▶ [Material provided]:
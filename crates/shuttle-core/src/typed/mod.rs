//! Typed - entity kind ごとの型付き API
//!
//! # 二層構造
//! - **表層（Typed）**: `Blob`、`Deque`、`Column<K>` などの具象型。
//!   共通の操作は `Entity` → `Entry` → `Expirable` の default method で獲得
//! - **内部（Dyn）**: `DynEntity` - メソッド名で呼び出す object-safe な形
//!
//! 動的な呼び出しは `KindRegistry` が仲介します。

pub mod blob;
pub mod column;
pub mod deque;
pub mod entity;
pub mod entry;
pub mod hset;
pub mod integer;
pub mod query;
pub mod range;
pub mod registry;
pub mod search;
pub mod tag;
pub mod time_series;

#[cfg(test)]
pub(crate) mod testing;

pub use self::blob::Blob;
pub use self::column::{
    BlobColumn, BlobKind, Column, ColumnKind, DoubleColumn, DoubleKind, Int64Column, Int64Kind, StringColumn,
    StringKind, SymbolColumn, SymbolKind, TimestampColumn, TimestampKind,
};
pub use self::deque::Deque;
pub use self::entity::{Entity, EntityRef};
pub use self::entry::{Entry, Expirable};
pub use self::hset::HSet;
pub use self::integer::Integer;
pub use self::query::{Query, QueryFind};
pub use self::range::Range;
pub use self::registry::{DynEntity, EntityKind, KindRegistry, Method, RegistryError, TypedEntity};
pub use self::search::{Prefix, Suffix};
pub use self::tag::Tag;
pub use self::time_series::TimeSeries;
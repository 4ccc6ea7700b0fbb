//! TaskDescriptor - 1 回の呼び出しを worker に運ぶ自己完結した記述
//!
//! # ライフサイクル
//! - caller スレッドで入力を全部詰めてから enqueue する
//! - worker スレッドが body を実行し、output と error を一度だけ書く
//! - caller スレッドへ戻り、marshaler が消費する
//!
//! 同時に複数スレッドから触られることはありません（move のみ）。

use std::sync::Arc;

use crate::domain::errors::ErrorCode;
use crate::domain::ids::TaskId;
use crate::domain::task::{Input, Output};
use crate::domain::time::Expiry;

use super::connection::ConnectionHandle;

#[derive(Debug)]
pub struct TaskDescriptor {
    pub id: TaskId,
    pub alias: String,
    /// column の場合は所有する time-series の alias
    pub holder: Option<String>,
    pub input: Input,
    pub expiry: Option<Expiry>,
    pub connection: Arc<ConnectionHandle>,
    output: Output,
    error: ErrorCode,
}

impl TaskDescriptor {
    pub fn new(id: TaskId, alias: impl Into<String>, connection: Arc<ConnectionHandle>) -> Self {
        Self {
            id,
            alias: alias.into(),
            holder: None,
            input: Input::None,
            expiry: None,
            connection,
            output: Output::None,
            error: ErrorCode::UNINITIALIZED,
        }
    }

    pub fn with_input(mut self, input: Input) -> Self {
        self.input = input;
        self
    }

    pub fn with_expiry(mut self, expiry: Option<Expiry>) -> Self {
        self.expiry = expiry;
        self
    }

    pub fn with_holder(mut self, holder: Option<String>) -> Self {
        self.holder = holder;
        self
    }

    pub fn error(&self) -> ErrorCode {
        self.error
    }

    pub fn output(&self) -> &Output {
        &self.output
    }

    /// まだ body が結果を書いていないか
    pub fn is_pending(&self) -> bool {
        !self.error.is_terminal()
    }

    /// status だけを確定させる。二度目以降は無視される
    pub fn resolve_status(&mut self, code: ErrorCode) {
        if self.is_pending() {
            self.error = code;
        }
    }

    /// body の結果を確定させる。二度目以降は無視される
    pub fn resolve(&mut self, result: Result<Output, ErrorCode>) {
        if !self.is_pending() {
            return;
        }
        match result {
            Ok(output) => {
                self.output = output;
                self.error = ErrorCode::OK;
            }
            Err(code) => self.error = code,
        }
    }

    /// marshaler が output を取り出す
    pub fn take_output(&mut self) -> Output {
        std::mem::take(&mut self.output)
    }
}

▶ [Action item]: Write out exactly the lines starting with the one that holds "pub fn resolve(&mut" and running through the last line above.

▶ [Response to this task]:
    pub fn resolve(&mut self, result: Result<Output, ErrorCode>) {
        if !self.is_pending() {
            return;
        }
        match result {
            Ok(output) => {
                self.output = output;
                self.error = ErrorCode::OK;
            }
            Err(code) => self.error = code,
        }
    }

    /// marshaler が output を取り出す
    pub fn take_output(&mut self) -> Output {
        std::mem::take(&mut self.output)
    }
}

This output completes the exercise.